**Your assignment**: Of all the lines in the records below, copy only those that contain the string "usize".

**Collected data entries**:

+--

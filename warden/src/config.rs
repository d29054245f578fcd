//! Host-wide configuration.
//!
//! One immutable [`HostConfig`] value is built at startup and passed
//! explicitly into every component constructor. Nothing in the crate
//! reads ambient global state.

use std::net::Ipv4Addr;
use std::path::{Path, PathBuf};

use serde::{Deserialize, Serialize};

use crate::errors::{WardenError, WardenResult};
use crate::jail::JailParams;

/// Directory name for container datasets under a partition.
pub const CONTAINER_DIR_NAME: &str = "cntr";
/// Directory name for the partition-level data area.
pub const PARTITION_DATA_DIR_NAME: &str = "data";
/// Log directory inside a container's mountpoint (next to `root/`).
pub const CONTAINER_LOG_DIR: &str = "log";

/// Immutable host-wide configuration shared by all components.
#[derive(Debug, Clone, Serialize, Deserialize)]
pub struct HostConfig {
    // Storage layout.
    #[serde(default = "default_partitions_dataset")]
    pub partitions_dataset: String,
    #[serde(default = "default_partitions_mount")]
    pub partitions_mount: PathBuf,
    #[serde(default = "default_releases_mount")]
    pub releases_mount: PathBuf,
    #[serde(default = "default_release")]
    pub default_release: String,

    // Networking.
    #[serde(default = "default_private_bridge")]
    pub private_bridge: String,
    #[serde(default = "default_public_bridge")]
    pub public_bridge: String,
    #[serde(default = "default_private_network")]
    pub private_network: Ipv4Addr,
    #[serde(default = "default_private_cidr")]
    pub private_cidr: u8,
    #[serde(default = "default_private_route")]
    pub private_default_route: Ipv4Addr,
    /// Upstream gateway used by containers on the public bridge.
    #[serde(default = "default_public_route")]
    pub public_default_route: Ipv4Addr,
    /// Address of the host reverse proxy; the only source allowed to
    /// reach registered URL backends on 80/443.
    #[serde(default = "default_proxy_ip")]
    pub proxy_ip: Ipv4Addr,
    #[serde(default = "default_tld")]
    pub tld: String,
    #[serde(default = "default_dns_servers")]
    pub dns_servers: Vec<Ipv4Addr>,

    // Collaborator locations.
    #[serde(default = "default_dns_config_dir")]
    pub dns_config_dir: PathBuf,
    #[serde(default = "default_proxy_config_dir")]
    pub proxy_config_dir: PathBuf,
    #[serde(default = "default_layer4_file")]
    pub layer4_forwards_file: PathBuf,
    #[serde(default = "default_pkg_cache_dir")]
    pub pkg_cache_dir: PathBuf,
    /// Directory for host-wide lock files (firewall apply, allocation).
    #[serde(default = "default_lock_dir")]
    pub lock_dir: PathBuf,

    /// Bound on random picks during IPv4 allocation before reporting
    /// pool exhaustion.
    #[serde(default = "default_alloc_retries")]
    pub alloc_max_retries: usize,

    /// Host-wide defaults for the jail technical/security options; used
    /// for any option a container spec leaves unset.
    #[serde(default)]
    pub jail_defaults: JailParams,
}

fn default_partitions_dataset() -> String {
    "zroot/warden/ptn".into()
}
fn default_partitions_mount() -> PathBuf {
    "/warden/ptn".into()
}
fn default_releases_mount() -> PathBuf {
    "/warden/releases".into()
}
fn default_release() -> String {
    "11.0-RELEASE".into()
}
fn default_private_bridge() -> String {
    "bridge1".into()
}
fn default_public_bridge() -> String {
    "bridge0".into()
}
fn default_private_network() -> Ipv4Addr {
    Ipv4Addr::new(10, 99, 0, 0)
}
fn default_private_cidr() -> u8 {
    16
}
fn default_private_route() -> Ipv4Addr {
    Ipv4Addr::new(10, 99, 255, 254)
}
fn default_public_route() -> Ipv4Addr {
    Ipv4Addr::new(192, 168, 0, 1)
}
fn default_proxy_ip() -> Ipv4Addr {
    Ipv4Addr::new(10, 99, 255, 254)
}
fn default_tld() -> String {
    "warden".into()
}
fn default_dns_servers() -> Vec<Ipv4Addr> {
    vec![Ipv4Addr::new(10, 99, 255, 254)]
}
fn default_dns_config_dir() -> PathBuf {
    "/usr/local/etc/unbound/configs".into()
}
fn default_proxy_config_dir() -> PathBuf {
    "/usr/local/etc/nginx".into()
}
fn default_layer4_file() -> PathBuf {
    "/usr/local/etc/ipfw.layer4".into()
}
fn default_pkg_cache_dir() -> PathBuf {
    "/var/cache/pkg".into()
}
fn default_lock_dir() -> PathBuf {
    "/var/run/warden".into()
}
fn default_alloc_retries() -> usize {
    1024
}

impl Default for HostConfig {
    fn default() -> Self {
        // Round-trips through serde so every field picks up its
        // `default = ...` function.
        serde_json::from_str("{}").expect("default HostConfig is valid")
    }
}

impl HostConfig {
    /// Load configuration from a JSON file, filling unset fields with
    /// defaults.
    pub fn load(path: &Path) -> WardenResult<Self> {
        let raw = std::fs::read_to_string(path)?;
        serde_json::from_str(&raw)
            .map_err(|e| WardenError::Validation(format!("invalid host config {}: {}", path.display(), e)))
    }

    pub fn partition_dataset(&self, partition: &str) -> String {
        format!("{}/{}", self.partitions_dataset, partition)
    }

    pub fn partition_mount(&self, partition: &str) -> PathBuf {
        self.partitions_mount.join(partition)
    }

    pub fn container_parent_dataset(&self, partition: &str) -> String {
        format!(
            "{}/{}/{}",
            self.partitions_dataset, partition, CONTAINER_DIR_NAME
        )
    }

    pub fn container_dataset(&self, partition: &str, uuid: &str) -> String {
        format!(
            "{}/{}/{}/{}",
            self.partitions_dataset, partition, CONTAINER_DIR_NAME, uuid
        )
    }

    pub fn container_mount(&self, partition: &str, uuid: &str) -> PathBuf {
        self.partitions_mount
            .join(partition)
            .join(CONTAINER_DIR_NAME)
            .join(uuid)
    }

    pub fn release_root(&self, release: &str) -> PathBuf {
        self.releases_mount.join(release).join("root")
    }

    /// Domain part of a container FQDN: `<partition>.<tld>`.
    pub fn domain_name(&self, partition: &str) -> String {
        format!("{}.{}", partition, self.tld)
    }
}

+--

**Written response**:
    pub alloc_max_retries: usize,
fn default_alloc_retries() -> usize {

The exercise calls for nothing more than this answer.